* Extracted material *

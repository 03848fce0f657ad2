// Copyright (c) 2025 Geoffrey Huntley <ghuntley@ghuntley.com>. All rights reserved.
// SPDX-License-Identifier: Proprietary

use std::sync::atomic::{AtomicBool, Ordering};
use std::sync::Arc;

use ratatui::layout::Rect;
use ratatui::Frame;
use tracing::debug;

use lumen_i18n_state::{LocaleHandle, LocaleSnapshot, Subscription};
use lumen_tui_core::{Action, ComponentError, Event, FocusState};

pub use lumen_tui_core::TextDirection;

/// Everything a component may read while drawing. The snapshot is taken once
/// per frame and shared by every component drawn in it.
pub struct RenderContext<'a> {
	pub focus: &'a FocusState,
	pub locale: &'a LocaleSnapshot,
}

impl<'a> RenderContext<'a> {
	pub fn new(focus: &'a FocusState, locale: &'a LocaleSnapshot) -> Self {
		Self { focus, locale }
	}

	pub fn direction(&self) -> TextDirection {
		self.locale.direction().into()
	}

	pub fn is_rtl(&self) -> bool {
		self.direction().is_rtl()
	}

	pub fn is_focused(&self, id: &str) -> bool {
		self.focus.is_focused(id)
	}

	pub fn t(&self, key: &str) -> String {
		self.locale.t(key)
	}
}

/// Core trait for TUI components.
///
/// Components are the building blocks of the TUI. They handle events,
/// produce actions, and render themselves to the terminal.
pub trait Component: Send + Sync {
	fn id(&self) -> &str;

	/// Called once when the component is attached to the UI tree ("on_mount").
	/// Use this for one-time initialization that requires the component to be fully constructed.
	fn init(&mut self) -> Result<(), ComponentError> {
		Ok(())
	}

	fn handle_event(&mut self, event: &Event) -> Vec<Action>;

	fn update(&mut self, action: &Action) -> Vec<Action>;

	fn render(&self, frame: &mut Frame, area: Rect, ctx: &RenderContext);

	fn focusable(&self) -> bool {
		true
	}

	/// Whether something outside the event stream changed what this
	/// component would draw since its last render.
	fn needs_render(&self) -> bool {
		false
	}
}

/// Locale subscription owned by a component.
///
/// `attach` subscribes; dropping the watch (or the component holding it)
/// unsubscribes. Every notification raises a dirty flag that the next render
/// clears.
#[derive(Debug, Default)]
pub struct LocaleWatch {
	subscription: Option<Subscription>,
	dirty: Arc<AtomicBool>,
}

impl LocaleWatch {
	pub fn new() -> Self {
		Self::default()
	}

	pub fn attach(&mut self, handle: &LocaleHandle, owner: &str) {
		let dirty = Arc::clone(&self.dirty);
		let owner = owner.to_string();
		self.subscription = Some(handle.subscribe(move |change| {
			debug!(component = %owner, locale = %change.current, "locale changed, marking dirty");
			dirty.store(true, Ordering::Release);
		}));
	}

	pub fn detach(&mut self) {
		self.subscription = None;
	}

	pub fn is_attached(&self) -> bool {
		self.subscription.is_some()
	}

	pub fn is_dirty(&self) -> bool {
		self.dirty.load(Ordering::Acquire)
	}

	pub fn mark_rendered(&self) {
		self.dirty.store(false, Ordering::Release);
	}
}
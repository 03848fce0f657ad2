// Copyright (c) 2025 Geoffrey Huntley <ghuntley@ghuntley.com>. All rights reserved.
// SPDX-License-Identifier: Proprietary

//! Default configuration file generation.

use std::fs;
use std::path::Path;

use tracing::{debug, info};

use crate::ConfigError;

/// Default configuration file template.
///
/// Written to ~/.config/lumen/config.toml when no user config exists. Every
/// value is commented out so built-in defaults keep applying.
pub const DEFAULT_CONFIG_TEMPLATE: &str = r#"#
# Lumen Configuration File
# Location: ~/.config/lumen/config.toml
#
# Environment variables override this file: LUMEN_<SECTION>__<FIELD>,
# e.g. LUMEN_I18N__DEFAULT_LOCALE=es.
#

[i18n]
# Locales offered by the locale switcher, in display order.
# available_locales = ["en", "es", "fr"]

# Locale used when no preference is stored and the system locale is not offered.
# default_locale = "en"

# Locale whose bundle fills in missing translations.
# base_locale = "en"

# Directory holding <code>.json or <code>.mo bundles. Built-in bundles are used when unset.
# bundle_dir = "/usr/share/lumen/locales"

# Match the operating system locale on first start.
# detect_system_locale = true

[storage]
# preferences_file = "~/.local/state/lumen/preferences.json"

[logging]
# error, warn, info, debug or trace. RUST_LOG takes precedence.
# level = "info"
# pretty or json
# format = "pretty"
"#;

/// Write [`DEFAULT_CONFIG_TEMPLATE`] to `path` if nothing exists there yet.
pub fn ensure_default_config(path: &Path) -> Result<(), ConfigError> {
	if path.exists() {
		debug!(path = %path.display(), "user config exists");
		return Ok(());
	}

	if let Some(parent) = path.parent() {
		fs::create_dir_all(parent)?;
	}
	fs::write(path, DEFAULT_CONFIG_TEMPLATE)?;

	info!(path = %path.display(), "created default config file");
	Ok(())
}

* Aim of the task *
Your job is to reproduce the data in full, with every line intact.

* Result of this exercise *
repository 03848fce0f657ad2
// Copyright (c) 2025 Geoffrey Huntley <ghuntley@ghuntley.com>. All rights reserved.
// SPDX-License-Identifier: Proprietary

use std::sync::atomic::{AtomicBool, Ordering};
use std::sync::Arc;

use ratatui::layout::Rect;
use ratatui::Frame;
use tracing::debug;

use lumen_i18n_state::{LocaleHandle, LocaleSnapshot, Subscription};
use lumen_tui_core::{Action, ComponentError, Event, FocusState};

pub use lumen_tui_core::TextDirection;

/// Everything a component may read while drawing. The snapshot is taken once
/// per frame and shared by every component drawn in it.
pub struct RenderContext<'a> {
	pub focus: &'a FocusState,
	pub locale: &'a LocaleSnapshot,
}

impl<'a> RenderContext<'a> {
	pub fn new(focus: &'a FocusState, locale: &'a LocaleSnapshot) -> Self {
		Self { focus, locale }
	}

	pub fn direction(&self) -> TextDirection {
		self.locale.direction().into()
	}

	pub fn is_rtl(&self) -> bool {
		self.direction().is_rtl()
	}

	pub fn is_focused(&self, id: &str) -> bool {
		self.focus.is_focused(id)
	}

	pub fn t(&self, key: &str) -> String {
		self.locale.t(key)
	}
}

/// Core trait for TUI components.
///
/// Components are the building blocks of the TUI. They handle events,
/// produce actions, and render themselves to the terminal.
pub trait Component: Send + Sync {
	fn id(&self) -> &str;

	/// Called once when the component is attached to the UI tree ("on_mount").
	/// Use this for one-time initialization that requires the component to be fully constructed.
	fn init(&mut self) -> Result<(), ComponentError> {
		Ok(())
	}

	fn handle_event(&mut self, event: &Event) -> Vec<Action>;

	fn update(&mut self, action: &Action) -> Vec<Action>;

	fn render(&self, frame: &mut Frame, area: Rect, ctx: &RenderContext);

	fn focusable(&self) -> bool {
		true
	}

	/// Whether something outside the event stream changed what this
	/// component would draw since its last render.
	fn needs_render(&self) -> bool {
		false
	}
}

/// Locale subscription owned by a component.
///
/// `attach` subscribes; dropping the watch (or the component holding it)
/// unsubscribes. Every notification raises a dirty flag that the next render
/// clears.
#[derive(Debug, Default)]
pub struct LocaleWatch {
	subscription: Option<Subscription>,
	dirty: Arc<AtomicBool>,
}

impl LocaleWatch {
	pub fn new() -> Self {
		Self::default()
	}

	pub fn attach(&mut self, handle: &LocaleHandle, owner: &str) {
		let dirty = Arc::clone(&self.dirty);
		let owner = owner.to_string();
		self.subscription = Some(handle.subscribe(move |change| {
			debug!(component = %owner, locale = %change.current, "locale changed, marking dirty");
			dirty.store(true, Ordering::Release);
		}));
	}

	pub fn detach(&mut self) {
		self.subscription = None;
	}

	pub fn is_attached(&self) -> bool {
		self.subscription.is_some()
	}

	pub fn is_dirty(&self) -> bool {
		self.dirty.load(Ordering::Acquire)
	}

	pub fn mark_rendered(&self) {
		self.dirty.store(false, Ordering::Release);
	}
}
repository 03848fce0f657ad2
// Copyright (c) 2025 Geoffrey Huntley <ghuntley@ghuntley.com>. All rights reserved.
// SPDX-License-Identifier: Proprietary

//! Default configuration file generation.

use std::fs;
use std::path::Path;

use tracing::{debug, info};

use crate::ConfigError;

/// Default configuration file template.
///
/// Written to ~/.config/lumen/config.toml when no user config exists. Every
/// value is commented out so built-in defaults keep applying.
pub const DEFAULT_CONFIG_TEMPLATE: &str = r#"#
# Lumen Configuration File
# Location: ~/.config/lumen/config.toml
#
# Environment variables override this file: LUMEN_<SECTION>__<FIELD>,
# e.g. LUMEN_I18N__DEFAULT_LOCALE=es.
#

[i18n]
# Locales offered by the locale switcher, in display order.
# available_locales = ["en", "es", "fr"]

# Locale used when no preference is stored and the system locale is not offered.
# default_locale = "en"

# Locale whose bundle fills in missing translations.
# base_locale = "en"

# Directory holding <code>.json or <code>.mo bundles. Built-in bundles are used when unset.
# bundle_dir = "/usr/share/lumen/locales"

# Match the operating system locale on first start.
# detect_system_locale = true

[storage]
# preferences_file = "~/.local/state/lumen/preferences.json"

[logging]
# error, warn, info, debug or trace. RUST_LOG takes precedence.
# level = "info"
# pretty or json
# format = "pretty"
"#;

/// Write [`DEFAULT_CONFIG_TEMPLATE`] to `path` if nothing exists there yet.
pub fn ensure_default_config(path: &Path) -> Result<(), ConfigError> {
	if path.exists() {
		debug!(path = %path.display(), "user config exists");
		return Ok(());
	}

	if let Some(parent) = path.parent() {
		fs::create_dir_all(parent)?;
	}
	fs::write(path, DEFAULT_CONFIG_TEMPLATE)?;

	info!(path = %path.display(), "created default config file");
	Ok(())
}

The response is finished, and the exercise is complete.